Берит удивился, и страх стал еще сильнее, потому что такого от Падана ждать не приходилось… Вернее, такого можно было ждать, только если влип по-серьезному. Но сделал шаг к столу, подвинул табурет, сел и попробовал мясо. Жевать его было невозможно, но с его челюстями почти получалось.

Падан посмотрел на Берита, пробуя придать голосу едва ли не дружелюбие. От этого волосы на спине у Гиены пошли волнами, как под сильным ветром. И кажется, он начинал потеть.

– Нравится наш харч?

– Неплохое мясо, – сказал Гиена, проглотив кусок.

– Прибился бы к нам – всякий бы вечер так шамал. Но ты же у нас одиночка, сам себе атаман… – Падан хмыкнул. Его орки попробовали рассмеяться, хотя больше всего это напоминало грохот катафалка по брусчатке. – Так вот, Гиена, есть у меня для тебя работенка. С твоим умением ползать по стенам – пустяки, мелочовка. Просто никто из моих дуреломов не сумеет, а тебе – плюнуть и забыть. – Падан теперь смотрел на него безжалостно, будто резал барана. – Вползешь в храм Метли Святой и выкрадешь для меня Покрывало Невинности.

Гиена задохнулся, даже жевать забыл. И рот закрыть забыл, лишь опомнился, когда все эти шестеро дураков, что вокруг Падана стояли, загрохотали своим диким смехом, и это было похоже на треск телеги, вывозящей трупы из города во время чумы.

– У церковников-то наших Покрывало это без дела валяется, – пророкотал Падан. – А мне за него южные работорговцы обещали куш отвалить. Ведь есть же байки, что оно может любую шалаву снова к невинности обратить, и очередной ейный хахаль не поймет ничего…

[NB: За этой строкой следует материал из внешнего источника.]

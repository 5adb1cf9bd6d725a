//! レンダリング
//!
//! テキスト領域（行番号付き）、ステータスバー、メッセージ行の三段構成で
//! 毎回全体を再描画する。

use super::ViewportManager;
use crate::frontend::RenderFrame;
use ratatui::{
    backend::Backend,
    layout::{Constraint, Direction, Layout, Position, Rect},
    style::{Color, Style},
    text::Line,
    widgets::Paragraph,
    Frame, Terminal,
};
use std::io;
use unicode_width::UnicodeWidthChar;

/// 行番号欄の幅（4桁右寄せ + 空白）
pub const GUTTER_WIDTH: u16 = 5;

/// タブの表示幅
const TAB_WIDTH: usize = 4;

/// 全画面レンダラー
#[derive(Debug, Default)]
pub struct Renderer {
    viewport: ViewportManager,
}

impl Renderer {
    pub fn new() -> Self {
        Self {
            viewport: ViewportManager::default(),
        }
    }

    /// 端末に一画面分を描画
    pub fn render<B: Backend>(
        &mut self,
        terminal: &mut Terminal<B>,
        view: &RenderFrame<'_>,
    ) -> io::Result<()> {
        terminal.draw(|frame| self.draw(frame, view))?;
        Ok(())
    }

    /// 現在の表示開始行
    pub fn top_line(&self) -> usize {
        self.viewport.top_line()
    }

    fn draw(&mut self, frame: &mut Frame<'_>, view: &RenderFrame<'_>) {
        let chunks = Layout::default()
            .direction(Direction::Vertical)
            .constraints([
                Constraint::Min(1),    // テキスト
                Constraint::Length(1), // ステータスバー
                Constraint::Length(1), // メッセージ
            ])
            .split(frame.area());

        let text_area = chunks[0];
        self.viewport.set_height(text_area.height as usize);
        self.viewport.ensure_visible(view.cursor.row);

        self.draw_text(frame, text_area, view);

        let status_style = Style::default().fg(Color::Black).bg(Color::White);
        frame.render_widget(
            Paragraph::new(view.status_bar.as_str()).style(status_style),
            chunks[1],
        );
        frame.render_widget(Paragraph::new(view.message), chunks[2]);

        if let Some(position) = self.cursor_position(text_area, view) {
            frame.set_cursor_position(position);
        }
    }

    fn draw_text(&self, frame: &mut Frame<'_>, area: Rect, view: &RenderFrame<'_>) {
        let top = self.viewport.top_line();
        let lines: Vec<Line<'_>> = view
            .lines
            .iter()
            .enumerate()
            .skip(top)
            .take(area.height as usize)
            .map(|(index, text)| Line::from(format!("{:>4} {}", index + 1, expand_tabs(text))))
            .collect();

        frame.render_widget(Paragraph::new(lines), area);
    }

    fn cursor_position(&self, area: Rect, view: &RenderFrame<'_>) -> Option<Position> {
        let row = view.cursor.row.checked_sub(self.viewport.top_line())?;
        if row >= area.height as usize {
            return None;
        }

        let line = view.lines.get(view.cursor.row).map(String::as_str).unwrap_or("");
        let column: usize = line.chars().take(view.cursor.col).map(char_width).sum();
        let max_x = area.width.saturating_sub(1) as usize;
        let x = (GUTTER_WIDTH as usize + column).min(max_x) as u16;

        Some(Position::new(area.x + x, area.y + row as u16))
    }
}

fn char_width(ch: char) -> usize {
    if ch == '\t' {
        TAB_WIDTH
    } else {
        ch.width().unwrap_or(0)
    }
}

fn expand_tabs(text: &str) -> String {
    if text.contains('\t') {
        text.replace('\t', &" ".repeat(TAB_WIDTH))
    } else {
        text.to_string()
    }
}
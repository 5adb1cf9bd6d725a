//! ディスク上のファイルに対する Storage 実装
//!
//! UTF-8テキストファイルの読み込みと、一時ファイル経由のアトミック保存

use super::operations::{join_lines, split_lines};
use super::Storage;
use crate::error::{file::Result, FileError};
use std::fs;
use std::path::{Path, PathBuf};

/// ファイルシステムを使うストレージ
#[derive(Debug, Clone, Default)]
pub struct FileStorage {
    /// 相対パスの基準ディレクトリ（未指定ならカレントディレクトリ）
    root: Option<PathBuf>,
}

impl FileStorage {
    pub fn new() -> Self {
        Self { root: None }
    }

    /// 相対パスを `root` 基準で解決するストレージを作成
    pub fn with_root(root: impl Into<PathBuf>) -> Self {
        Self {
            root: Some(root.into()),
        }
    }

    /// リソース名をパスに解決（`~` を展開）
    pub fn resolve(&self, name: &str) -> PathBuf {
        let expanded = PathBuf::from(shellexpand::tilde(name).as_ref());
        match &self.root {
            Some(root) if expanded.is_relative() => root.join(expanded),
            _ => expanded,
        }
    }

    fn read_file(&self, name: &str, path: &Path) -> Result<String> {
        if !path.exists() {
            return Err(FileError::NotFound {
                path: name.to_string(),
            });
        }

        if path.is_dir() {
            return Err(FileError::InvalidPath {
                path: name.to_string(),
            });
        }

        fs::read_to_string(path).map_err(|e| FileError::from_io(name, &e))
    }

    /// アトミック保存（一時ファイル経由）
    fn atomic_write(&self, name: &str, path: &Path, content: &str) -> Result<()> {
        if let Some(parent) = path.parent() {
            if !parent.as_os_str().is_empty() && !parent.exists() {
                fs::create_dir_all(parent).map_err(|e| FileError::from_io(name, &e))?;
            }
        }

        let temp_path = temp_path_for(path).ok_or_else(|| FileError::InvalidPath {
            path: name.to_string(),
        })?;

        fs::write(&temp_path, content.as_bytes()).map_err(|e| FileError::from_io(name, &e))?;

        fs::rename(&temp_path, path).map_err(|e| {
            // 一時ファイル削除を試行
            let _ = fs::remove_file(&temp_path);
            FileError::from_io(name, &e)
        })
    }
}

impl Storage for FileStorage {
    fn load(&mut self, name: &str) -> Result<Vec<String>> {
        let path = self.resolve(name);
        let content = self.read_file(name, &path)?;
        let lines = split_lines(&content);
        log::info!("loaded {} lines from {}", lines.len(), path.display());
        Ok(lines)
    }

    fn save(&mut self, name: &str, lines: &[String]) -> Result<()> {
        let path = self.resolve(name);
        if path.is_dir() {
            return Err(FileError::InvalidPath {
                path: name.to_string(),
            });
        }

        self.atomic_write(name, &path, &join_lines(lines))?;
        log::info!("saved {} lines to {}", lines.len(), path.display());
        Ok(())
    }
}

// 一意な一時ファイル名生成
fn temp_path_for(original: &Path) -> Option<PathBuf> {
    let filename = original.file_name()?;
    let temp_name = format!(".{}_{}", filename.to_string_lossy(), std::process::id());
    Some(match original.parent() {
        Some(parent) => parent.join(temp_name),
        None => PathBuf::from(temp_name),
    })
}
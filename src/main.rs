use anyhow::Context;
use minivi::{error, logging, RunOptions, TuiApplication};

fn main() -> anyhow::Result<()> {
    let options = RunOptions::from_env();

    if let Some(path) = logging::init(&options).context("failed to open debug log")? {
        log::info!("minivi {} logging to {}", env!("CARGO_PKG_VERSION"), path.display());
    }

    error::setup_panic_handler();

    let mut app = TuiApplication::new(&options).context("failed to start editor")?;
    app.run().context("terminal session failed")?;

    Ok(())
}
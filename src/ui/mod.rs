//! UI モジュール
//!
//! ステータス行の組み立て、スクロール管理、ratatui による描画

pub mod renderer;
pub mod viewport;

pub use renderer::Renderer;
pub use viewport::ViewportManager;

/// ステータスバーの表示情報
#[derive(Debug, Clone, Copy)]
pub struct StatusLineInfo<'a> {
    /// モード名
    pub mode: &'a str,
    /// リソース名（空なら `[No Name]`）
    pub resource_name: &'a str,
    pub is_modified: bool,
    /// カーソル行（0ベース）
    pub line: usize,
    pub line_count: usize,
    /// カーソル列（0ベース）
    pub column: usize,
}

impl StatusLineInfo<'_> {
    /// `MODE | NAME | Line R/N Col C` 形式（行・列は1ベース）
    pub fn format(&self) -> String {
        let name = if self.resource_name.is_empty() {
            "[No Name]"
        } else {
            self.resource_name
        };
        let modified = if self.is_modified { " [+]" } else { "" };

        format!(
            "{} | {}{} | Line {}/{} Col {}",
            self.mode,
            name,
            modified,
            self.line + 1,
            self.line_count,
            self.column + 1
        )
    }
}
//! テキストと行列の相互変換
//!
//! 保存形式は「一行ごとに改行で終端したプレーンテキスト」。
//! 読み込み時は BOM を除去し、改行コードを LF に統一してから分割する。

const UTF8_BOM: char = '\u{feff}';

/// ファイル内容を行の列に分割
///
/// 末尾の改行は空行を増やさない。空の内容は空の列になる。
pub fn split_lines(content: &str) -> Vec<String> {
    let content = content.strip_prefix(UTF8_BOM).unwrap_or(content);

    if content.contains('\r') {
        log::warn!("Non-LF line endings detected, will be normalized");
        let normalized = content.replace("\r\n", "\n").replace('\r', "\n");
        return normalized.lines().map(str::to_string).collect();
    }

    content.lines().map(str::to_string).collect()
}

/// 行の列を保存用テキストに結合（各行を改行で終端）
pub fn join_lines(lines: &[String]) -> String {
    let capacity = lines.iter().map(|line| line.len() + 1).sum();
    let mut content = String::with_capacity(capacity);
    for line in lines {
        content.push_str(line);
        content.push('\n');
    }
    content
}
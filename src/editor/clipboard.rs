//! 単一スロットのクリップボード
//!
//! 最後に削除された行を一つだけ保持する。削除のたびに上書きされ、
//! 貼り付けでは内容を消費しない。空行を格納したスロットは空として扱う。

/// 直近に削除した一行を保持するスロット
#[derive(Debug, Clone, Default, PartialEq, Eq)]
pub struct ClipboardSlot {
    line: String,
}

impl ClipboardSlot {
    /// 空のスロットを作成
    pub fn new() -> Self {
        Self {
            line: String::new(),
        }
    }

    /// 行を格納（既存の内容は上書き）
    pub fn store(&mut self, line: String) {
        self.line = line;
    }

    /// 貼り付け用に内容を参照（空なら `None`）
    pub fn peek(&self) -> Option<&str> {
        if self.line.is_empty() {
            None
        } else {
            Some(&self.line)
        }
    }

    /// 空かどうか
    pub fn is_empty(&self) -> bool {
        self.line.is_empty()
    }
}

Телохранители теперь грохотали уже так, что остальной шум в кабаке смолк, видимо, там прислушивались, с чего веселье началось? Но Бериту и такого смеха было достаточно, чтобы оглохнуть.

И самое главное, отказывать нельзя, просто невозможно. Иначе он отсюда не выйдет, а вынесут его кусочками… Вот те на, думал он, вот, кажется, и прижало, вот и случилось такое, чего он всегда опасался. Что же теперь, хочешь не хочешь, а в дальние страны придется отправляться? Или все же нет? Ох, не хотелось бы…

– Ну как? Сделаешь?

– А моя доля?

– Доля? – почти зарычал Гных. – Зарываешься, Гиена.

– Спокойно, – утихомирил его Падан. – Пацан правильно ставит вопрос. – Он повернулся к Бериту, даже чуть наклонился к нему через стол. – Покрывало это у них в сокровищнице находится, это точно, этому можешь верить. А там, куда ты залезешь, у них много еще всего, возьмешь себе что-нибудь как свою долю. Я и не спрошу, что ты там надыбаешь, твоим останется.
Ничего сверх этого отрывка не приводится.